From Words to Numbers
Neural networks operate on numbers, not text. Before any word reaches a model, it must be converted into a numeric vector. The encoding strategy determines whether the model can understand meaning or is stuck with arbitrary IDs.
Vocabulary: ["the", "cat", "sat", "on", "a", "mat", "dog", "bird"] — size 8
Problem: cat and dog are equally distant — the encoding has no concept of similarity. With a real vocabulary of 50,000+ words, each vector would have 50,000 dimensions with a single 1.
Analogy — GPS Coordinates for Words: One-hot encoding is like giving every city a unique ID with no geographic information — New York is #4827, Tokyo is #12041. You can't tell they're far apart. Dense embeddings are like GPS coordinates — New York (40.7, -74.0) and Philadelphia (39.9, -75.2) are nearby because they're geographically close. Similarly, “cat” and “kitten” are nearby in embedding space because they're semantically close.
One-hot encoding creates vectors as large as the vocabulary (50,000+ dimensions), where every word is equally distant from every other. Dense embeddings compress meaning into 256–4096 dimensions where similar words cluster together — "cat" and "dog" have similar vectors because they share context.
Word2Vec
Word2Vec (2013) proved that word relationships could be captured as vector arithmetic. The famous "king − man + woman = queen" showed that directions in embedding space encode semantic relationships.
Royalty × Gender
The vector difference king − man captures 'royalty without gender.' Adding woman produces a vector closest to queen.
Word2Vec learns by a simple task: predict nearby words. Through millions of such predictions, the model discovers that words appearing in similar contexts should have similar vectors — and that relationships between words emerge as consistent directions in the space.
Embedding Dimensions
No single dimension encodes a single concept. Meaning is distributed across all dimensions — a word's "animal-ness," "size," or "abstractness" emerges from the combination of hundreds of learned values.

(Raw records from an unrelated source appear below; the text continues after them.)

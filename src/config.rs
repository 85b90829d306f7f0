use config::{Config, ConfigError, Environment, File};
use serde::Deserialize;
use std::env;
use std::path::Path;
use thiserror::Error;
use tracing::{error, info};
use validator::{Validate, ValidationError};

const DEFAULT_ENV: &str = "development";
const DEFAULT_LOG_LEVEL: &str = "info";
const DEFAULT_PORT: u16 = 8080;
const CONFIG_DIR: &str = "config";

#[derive(Debug, Error)]
pub enum AppConfigError {
    #[error("configuration load error: {0}")]
    Load(#[from] ConfigError),
    #[error("configuration validation error: {0}")]
    Validation(#[from] validator::ValidationErrors),
}

/// Application configuration with validation.
#[derive(Clone, Debug, Deserialize, Validate)]
pub struct AppConfig {
    /// Database connection URL
    pub database_url: String,

    /// Bind host
    pub host: String,

    /// Bind port
    pub port: u16,

    /// Deployment environment name (development, staging, production)
    pub environment: String,

    /// Default log filter level
    #[validate(custom = "validate_log_level")]
    pub log_level: String,

    /// Emit logs as JSON
    #[serde(default)]
    pub log_json: bool,

    /// Create tables from entity definitions on startup (sqlite/dev)
    #[serde(default)]
    pub auto_schema: bool,

    /// JWT secret used to verify admin bearer tokens
    #[validate(length(min = 32))]
    pub jwt_secret: String,

    /// Payment processor secret API key
    pub stripe_secret_key: String,

    /// Shared secret for verifying inbound payment webhooks
    pub stripe_webhook_secret: String,

    /// Maximum accepted webhook timestamp skew in seconds
    #[serde(default = "default_webhook_tolerance")]
    pub webhook_tolerance_secs: u64,

    /// Customer-facing base URL for checkout redirects
    pub storefront_base_url: String,

    /// Transactional email HTTP endpoint; empty disables outbound email
    #[serde(default)]
    pub email_endpoint: String,

    /// Sender address stamped on outbound email
    #[serde(default = "default_email_from")]
    pub email_from: String,

    /// ISO currency code used for all orders
    #[serde(default = "default_currency")]
    pub currency: String,

    /// Max DB pool connections
    #[serde(default = "default_max_connections")]
    pub db_max_connections: u32,
}

fn default_webhook_tolerance() -> u64 {
    300
}

fn default_email_from() -> String {
    "orders@example.com".to_string()
}

fn default_currency() -> String {
    "EUR".to_string()
}

fn default_max_connections() -> u32 {
    10
}

impl AppConfig {
    pub fn is_production(&self) -> bool {
        self.environment.eq_ignore_ascii_case("production")
    }

    pub fn bind_addr(&self) -> String {
        format!("{}:{}", self.host, self.port)
    }

    pub fn log_level(&self) -> &str {
        &self.log_level
    }
}

fn validate_log_level(level: &str) -> Result<(), ValidationError> {
    let valid_levels = ["trace", "debug", "info", "warn", "error"];
    if valid_levels.contains(&level.to_lowercase().as_str()) {
        Ok(())
    } else {
        let mut err = ValidationError::new("log_level");
        err.message = Some("Must be one of: trace, debug, info, warn, error".into());
        Err(err)
    }
}

/// Loads configuration from `config/{default,<env>}.toml` with `APP__`
/// environment overrides.
pub fn load_config() -> Result<AppConfig, AppConfigError> {
    let run_env = env::var("RUN_ENV")
        .or_else(|_| env::var("APP_ENV"))
        .unwrap_or_else(|_| DEFAULT_ENV.to_string());
    info!("Loading configuration for environment: {}", run_env);

    if !Path::new(CONFIG_DIR).exists() {
        info!(
            "Config directory '{}' not found; relying on built-in defaults and environment variables",
            CONFIG_DIR
        );
    }

    // jwt_secret and the Stripe keys have no defaults on purpose: they must
    // come from the environment or a config file.
    let builder = Config::builder()
        .set_default("database_url", "sqlite://storefront.db?mode=rwc")?
        .set_default("host", "0.0.0.0")?
        .set_default("port", i64::from(DEFAULT_PORT))?
        .set_default("environment", DEFAULT_ENV)?
        .set_default("log_level", DEFAULT_LOG_LEVEL)?
        .set_default("log_json", false)?
        .set_default("auto_schema", false)?
        .set_default("storefront_base_url", "http://localhost:3000")?
        .add_source(File::with_name(&format!("{}/default", CONFIG_DIR)).required(false))
        .add_source(File::with_name(&format!("{}/{}", CONFIG_DIR, run_env)).required(false));

    let config = builder
        .add_source(Environment::with_prefix("APP").separator("__"))
        .build()?;

    if config.get_string("jwt_secret").is_err() {
        error!("JWT secret is not configured. Set APP__JWT_SECRET with a secure random string.");
        return Err(AppConfigError::Load(ConfigError::NotFound(
            "jwt_secret is required but not configured".into(),
        )));
    }

    let app_config: AppConfig = config.try_deserialize()?;

    app_config.validate().map_err(|e| {
        error!("Configuration validation failed: {:?}", e);
        AppConfigError::Validation(e)
    })?;

    Ok(app_config)
}

/// Initializes tracing using the provided log level as the default filter.
pub fn init_tracing(level: &str, json: bool) {
    use tracing_subscriber::{fmt, EnvFilter};

    let default_directive = format!("storefront_api={},tower_http=debug", level);
    let filter_directive = env::var("RUST_LOG")
        .ok()
        .filter(|s| !s.trim().is_empty())
        .unwrap_or(default_directive);

    let filter = EnvFilter::try_new(filter_directive)
        .unwrap_or_else(|_| EnvFilter::new(DEFAULT_LOG_LEVEL));

    if json {
        let _ = fmt().with_env_filter(filter).json().try_init();
    } else {
        let _ = fmt().with_env_filter(filter).try_init();
    }
}
use rust_decimal::Decimal;
use serde::{Deserialize, Serialize};
use tokio::sync::mpsc;
use tracing::{info, warn};
use uuid::Uuid;

/// Events emitted by the order lifecycle.
#[derive(Debug, Clone, Serialize, Deserialize)]
pub enum Event {
    OrderCreated(Uuid),
    OrderPaid(Uuid),
    OrderStatusChanged {
        order_id: Uuid,
        old_status: String,
        new_status: String,
    },
    OrderCancelled(Uuid),
    OrderShipped {
        order_id: Uuid,
        tracking_number: String,
    },
    OrderRefunded {
        order_id: Uuid,
        amount: Decimal,
        partial: bool,
    },
    CouponRedeemed {
        coupon_id: Uuid,
        order_id: Uuid,
    },
    StockDepleted {
        variant_id: Uuid,
    },
}

#[derive(Debug, Clone)]
pub struct EventSender {
    sender: mpsc::Sender<Event>,
}

impl EventSender {
    pub fn new(sender: mpsc::Sender<Event>) -> Self {
        Self { sender }
    }

    /// Sends an event; lifecycle events are advisory, so a full or closed
    /// channel is logged and swallowed.
    pub async fn send(&self, event: Event) {
        if let Err(e) = self.sender.send(event).await {
            warn!("Failed to publish event: {}", e);
        }
    }
}

/// Creates a connected sender/receiver pair.
pub fn channel(capacity: usize) -> (EventSender, mpsc::Receiver<Event>) {
    let (tx, rx) = mpsc::channel(capacity);
    (EventSender::new(tx), rx)
}

/// Drains the event channel, logging each event. Spawned as a background
/// task by the binary.
pub async fn process_events(mut rx: mpsc::Receiver<Event>) {
    while let Some(event) = rx.recv().await {
        info!(?event, "Event processed");
    }
    info!("Event channel closed; processor exiting");
}

#[cfg(test)]
mod tests {
    use super::*;

    #[tokio::test]
    async fn send_after_receiver_drop_does_not_panic() {
        let (tx, rx) = channel(4);
        drop(rx);
        tx.send(Event::OrderCreated(Uuid::new_v4())).await;
    }
}
//! Admin authentication.
//!
//! Authorization in this core is exactly "is this caller an admin": handlers
//! take an [`AdminUser`] extractor, which validates the bearer token and
//! requires an `admin` role claim. Non-admins get 403, missing or invalid
//! tokens 401, and neither response leaks anything about the order.

use axum::{
    async_trait,
    extract::{FromRef, FromRequestParts},
    http::{header, request::Parts},
};
use jsonwebtoken::{decode, DecodingKey, Validation};
use serde::{Deserialize, Serialize};
use uuid::Uuid;

use crate::{errors::ServiceError, AppState};

#[derive(Debug, Serialize, Deserialize)]
pub struct Claims {
    /// Subject (staff user id)
    pub sub: String,
    pub roles: Vec<String>,
    pub exp: i64,
    pub iat: i64,
}

/// An authenticated staff member with the admin role.
#[derive(Debug, Clone)]
pub struct AdminUser {
    pub user_id: Uuid,
}

#[async_trait]
impl<S> FromRequestParts<S> for AdminUser
where
    AppState: FromRef<S>,
    S: Send + Sync,
{
    type Rejection = ServiceError;

    async fn from_request_parts(parts: &mut Parts, state: &S) -> Result<Self, Self::Rejection> {
        let state = AppState::from_ref(state);

        let token = parts
            .headers
            .get(header::AUTHORIZATION)
            .and_then(|value| value.to_str().ok())
            .and_then(|value| value.strip_prefix("Bearer "))
            .map(str::trim)
            .ok_or_else(|| {
                ServiceError::Unauthorized("Missing bearer token".to_string())
            })?;

        let claims = decode::<Claims>(
            token,
            &DecodingKey::from_secret(state.config.jwt_secret.as_bytes()),
            &Validation::default(),
        )
        .map_err(|_| ServiceError::Unauthorized("Invalid or expired token".to_string()))?
        .claims;

        if !claims.roles.iter().any(|role| role == "admin") {
            return Err(ServiceError::Forbidden(
                "Admin role required".to_string(),
            ));
        }

        let user_id = Uuid::parse_str(&claims.sub)
            .map_err(|_| ServiceError::Unauthorized("Malformed token subject".to_string()))?;

        Ok(AdminUser { user_id })
    }
}

#[cfg(test)]
mod tests {
    use super::*;
    use jsonwebtoken::{encode, EncodingKey, Header};

    pub fn issue_token(secret: &str, roles: Vec<String>) -> String {
        let now = chrono::Utc::now().timestamp();
        let claims = Claims {
            sub: Uuid::new_v4().to_string(),
            roles,
            iat: now,
            exp: now + 3600,
        };
        encode(
            &Header::default(),
            &claims,
            &EncodingKey::from_secret(secret.as_bytes()),
        )
        .expect("token encodes")
    }

    #[test]
    fn issued_tokens_decode_with_the_same_secret() {
        let token = issue_token("test-secret", vec!["admin".to_string()]);
        let claims = decode::<Claims>(
            &token,
            &DecodingKey::from_secret(b"test-secret"),
            &Validation::default(),
        )
        .expect("decodes")
        .claims;
        assert!(claims.roles.contains(&"admin".to_string()));
    }
}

With 64 dimensions, each value carries a large share of the word's meaning — the representation is coarse. At 4096 dimensions, meaning is finely distributed across thousands of values, enabling the model to capture subtle distinctions. GPT-4 uses 12,288 dimensions per token.
Similarity & Distance
How do we measure whether two words are "close" in embedding space? Cosine similarity measures the angle between vectors, Euclidean distance measures the straight-line gap, and dot product combines both magnitude and direction.
Select two words to compare
1 = identical direction, 0 = orthogonal, −1 = opposite
0 = same point, larger = farther apart
Combines magnitude and alignment
Analogy — Neighborhood Map: Embedding space is like a city map where similar businesses cluster into neighborhoods. All the restaurants end up on one street, tech companies cluster downtown, and parks line the river. You don't design it that way — it emerges from how businesses relate to each other. In embedding space, “pizza,” “pasta,” and “sushi” cluster in the food neighborhood, while “Python,” “Java,” and “Rust” cluster in the programming one.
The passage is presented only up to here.